◆ **Goal of the exercise**: Look through the data below for the line with "HandlePosition::E | HandlePosition::W", and transcribe it exactly together with each line after it up to and including the line with "pub fn new(center: Point, position: HandlePosition)". Give nothing else.

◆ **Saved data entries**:
Segment Open

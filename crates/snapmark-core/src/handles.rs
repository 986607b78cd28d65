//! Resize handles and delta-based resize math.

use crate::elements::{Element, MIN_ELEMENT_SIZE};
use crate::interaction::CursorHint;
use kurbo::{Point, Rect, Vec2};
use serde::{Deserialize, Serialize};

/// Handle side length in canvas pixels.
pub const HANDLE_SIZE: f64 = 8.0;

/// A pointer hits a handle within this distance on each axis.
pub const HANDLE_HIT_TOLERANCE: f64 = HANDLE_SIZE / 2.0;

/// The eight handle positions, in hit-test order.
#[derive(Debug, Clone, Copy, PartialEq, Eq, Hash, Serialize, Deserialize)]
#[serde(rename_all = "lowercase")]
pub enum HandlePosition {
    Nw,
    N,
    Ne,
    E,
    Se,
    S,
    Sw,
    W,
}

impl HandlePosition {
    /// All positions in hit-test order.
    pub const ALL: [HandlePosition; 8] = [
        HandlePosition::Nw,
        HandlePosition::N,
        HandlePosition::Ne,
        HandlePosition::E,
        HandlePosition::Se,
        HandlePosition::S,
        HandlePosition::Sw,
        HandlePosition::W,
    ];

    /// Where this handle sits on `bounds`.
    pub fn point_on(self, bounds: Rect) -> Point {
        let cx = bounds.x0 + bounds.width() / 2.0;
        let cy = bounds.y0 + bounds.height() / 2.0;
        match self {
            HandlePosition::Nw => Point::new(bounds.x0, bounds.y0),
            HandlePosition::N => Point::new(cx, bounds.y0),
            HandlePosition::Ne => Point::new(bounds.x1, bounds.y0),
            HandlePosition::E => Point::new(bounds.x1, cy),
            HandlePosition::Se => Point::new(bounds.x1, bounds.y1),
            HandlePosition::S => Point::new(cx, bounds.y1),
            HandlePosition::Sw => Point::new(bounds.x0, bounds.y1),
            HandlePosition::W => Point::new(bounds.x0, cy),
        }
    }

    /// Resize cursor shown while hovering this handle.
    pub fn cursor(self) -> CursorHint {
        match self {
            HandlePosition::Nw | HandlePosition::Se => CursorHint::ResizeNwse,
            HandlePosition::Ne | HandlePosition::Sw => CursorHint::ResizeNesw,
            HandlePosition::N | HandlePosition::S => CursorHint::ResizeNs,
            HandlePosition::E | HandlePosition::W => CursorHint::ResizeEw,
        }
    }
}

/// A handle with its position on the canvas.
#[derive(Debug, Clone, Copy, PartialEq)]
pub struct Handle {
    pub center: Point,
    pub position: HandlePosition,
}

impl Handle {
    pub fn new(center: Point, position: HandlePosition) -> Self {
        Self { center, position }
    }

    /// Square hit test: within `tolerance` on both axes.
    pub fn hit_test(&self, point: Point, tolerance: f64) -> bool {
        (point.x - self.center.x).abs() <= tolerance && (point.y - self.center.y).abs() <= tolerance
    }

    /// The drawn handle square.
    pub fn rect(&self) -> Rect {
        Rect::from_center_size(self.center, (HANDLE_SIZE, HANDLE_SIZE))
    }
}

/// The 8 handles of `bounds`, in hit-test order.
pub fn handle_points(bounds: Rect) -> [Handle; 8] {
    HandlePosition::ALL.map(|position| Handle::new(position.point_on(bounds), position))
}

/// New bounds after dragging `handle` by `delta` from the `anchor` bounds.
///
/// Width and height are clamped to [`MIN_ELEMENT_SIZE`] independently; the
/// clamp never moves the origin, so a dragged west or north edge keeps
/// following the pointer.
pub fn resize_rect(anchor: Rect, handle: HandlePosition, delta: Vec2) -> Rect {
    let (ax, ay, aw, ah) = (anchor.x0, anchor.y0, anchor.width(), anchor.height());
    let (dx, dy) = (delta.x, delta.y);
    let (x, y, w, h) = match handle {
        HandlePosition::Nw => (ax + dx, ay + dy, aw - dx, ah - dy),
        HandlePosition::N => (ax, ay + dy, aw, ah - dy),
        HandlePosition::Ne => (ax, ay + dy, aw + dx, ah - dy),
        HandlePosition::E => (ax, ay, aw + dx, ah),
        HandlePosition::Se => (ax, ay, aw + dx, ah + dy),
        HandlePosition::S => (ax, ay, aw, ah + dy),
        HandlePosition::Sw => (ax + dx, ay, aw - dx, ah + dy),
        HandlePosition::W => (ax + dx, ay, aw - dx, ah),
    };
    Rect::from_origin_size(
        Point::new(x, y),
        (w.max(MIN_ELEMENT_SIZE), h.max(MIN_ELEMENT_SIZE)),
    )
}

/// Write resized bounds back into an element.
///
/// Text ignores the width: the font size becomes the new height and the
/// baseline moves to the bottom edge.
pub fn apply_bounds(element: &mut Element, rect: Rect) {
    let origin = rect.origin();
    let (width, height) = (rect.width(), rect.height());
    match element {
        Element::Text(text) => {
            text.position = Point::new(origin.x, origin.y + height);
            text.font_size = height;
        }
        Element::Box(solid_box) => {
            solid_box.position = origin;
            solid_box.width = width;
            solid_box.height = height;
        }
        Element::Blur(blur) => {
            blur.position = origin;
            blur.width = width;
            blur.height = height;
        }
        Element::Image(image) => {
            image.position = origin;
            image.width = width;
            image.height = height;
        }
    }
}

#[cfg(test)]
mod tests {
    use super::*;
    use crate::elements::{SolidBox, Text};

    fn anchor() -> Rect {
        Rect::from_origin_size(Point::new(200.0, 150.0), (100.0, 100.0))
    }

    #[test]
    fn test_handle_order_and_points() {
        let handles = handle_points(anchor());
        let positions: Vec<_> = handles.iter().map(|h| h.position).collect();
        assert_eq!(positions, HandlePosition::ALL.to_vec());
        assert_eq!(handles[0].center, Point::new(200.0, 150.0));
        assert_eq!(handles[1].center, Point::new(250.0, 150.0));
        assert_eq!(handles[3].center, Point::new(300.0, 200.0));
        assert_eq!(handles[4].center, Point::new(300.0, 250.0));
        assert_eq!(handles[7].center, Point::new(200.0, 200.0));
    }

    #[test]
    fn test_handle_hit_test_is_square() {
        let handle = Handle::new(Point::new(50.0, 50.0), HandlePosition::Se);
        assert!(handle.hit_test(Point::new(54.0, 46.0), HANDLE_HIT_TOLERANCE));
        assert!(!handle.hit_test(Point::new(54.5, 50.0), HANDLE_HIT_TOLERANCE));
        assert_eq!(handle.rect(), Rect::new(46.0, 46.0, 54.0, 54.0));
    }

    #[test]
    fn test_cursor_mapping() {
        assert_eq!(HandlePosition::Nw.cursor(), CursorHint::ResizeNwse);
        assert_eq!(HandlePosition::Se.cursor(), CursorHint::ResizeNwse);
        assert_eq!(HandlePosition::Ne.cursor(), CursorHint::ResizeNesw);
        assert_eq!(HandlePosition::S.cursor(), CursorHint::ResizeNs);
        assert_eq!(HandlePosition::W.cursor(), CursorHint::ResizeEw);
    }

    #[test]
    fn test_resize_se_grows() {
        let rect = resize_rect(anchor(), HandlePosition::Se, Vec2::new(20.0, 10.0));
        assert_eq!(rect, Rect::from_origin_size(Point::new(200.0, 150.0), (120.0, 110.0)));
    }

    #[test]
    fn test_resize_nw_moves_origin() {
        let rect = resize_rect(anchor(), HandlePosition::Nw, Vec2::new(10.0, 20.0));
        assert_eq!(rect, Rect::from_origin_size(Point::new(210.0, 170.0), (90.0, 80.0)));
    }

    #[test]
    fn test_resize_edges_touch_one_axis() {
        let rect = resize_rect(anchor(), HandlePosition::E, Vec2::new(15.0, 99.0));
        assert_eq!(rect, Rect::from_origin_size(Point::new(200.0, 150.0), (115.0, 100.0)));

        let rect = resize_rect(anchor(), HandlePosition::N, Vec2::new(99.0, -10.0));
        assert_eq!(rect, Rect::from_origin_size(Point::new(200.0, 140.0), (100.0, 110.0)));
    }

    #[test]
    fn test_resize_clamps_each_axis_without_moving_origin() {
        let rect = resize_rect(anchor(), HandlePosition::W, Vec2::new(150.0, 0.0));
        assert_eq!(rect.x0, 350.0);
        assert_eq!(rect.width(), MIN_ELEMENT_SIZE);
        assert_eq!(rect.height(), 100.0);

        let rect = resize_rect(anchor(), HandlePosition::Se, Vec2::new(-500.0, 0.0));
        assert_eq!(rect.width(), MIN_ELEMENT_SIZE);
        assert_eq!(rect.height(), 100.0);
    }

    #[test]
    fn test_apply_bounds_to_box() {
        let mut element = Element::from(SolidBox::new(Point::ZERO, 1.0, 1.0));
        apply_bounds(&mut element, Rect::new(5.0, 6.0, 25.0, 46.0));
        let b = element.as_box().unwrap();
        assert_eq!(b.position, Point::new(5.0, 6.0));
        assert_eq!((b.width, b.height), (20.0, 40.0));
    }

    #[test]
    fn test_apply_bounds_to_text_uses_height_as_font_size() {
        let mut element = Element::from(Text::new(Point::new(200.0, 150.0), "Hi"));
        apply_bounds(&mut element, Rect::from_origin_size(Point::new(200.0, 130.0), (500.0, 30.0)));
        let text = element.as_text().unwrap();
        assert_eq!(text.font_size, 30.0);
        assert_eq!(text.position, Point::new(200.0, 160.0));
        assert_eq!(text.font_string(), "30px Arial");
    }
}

Segment Closed

◆ **Task solution**:
            HandlePosition::E | HandlePosition::W => CursorHint::ResizeEw,
        }
    }
}

/// A handle with its position on the canvas.
#[derive(Debug, Clone, Copy, PartialEq)]
pub struct Handle {
    pub center: Point,
    pub position: HandlePosition,
}

impl Handle {
    pub fn new(center: Point, position: HandlePosition) -> Self {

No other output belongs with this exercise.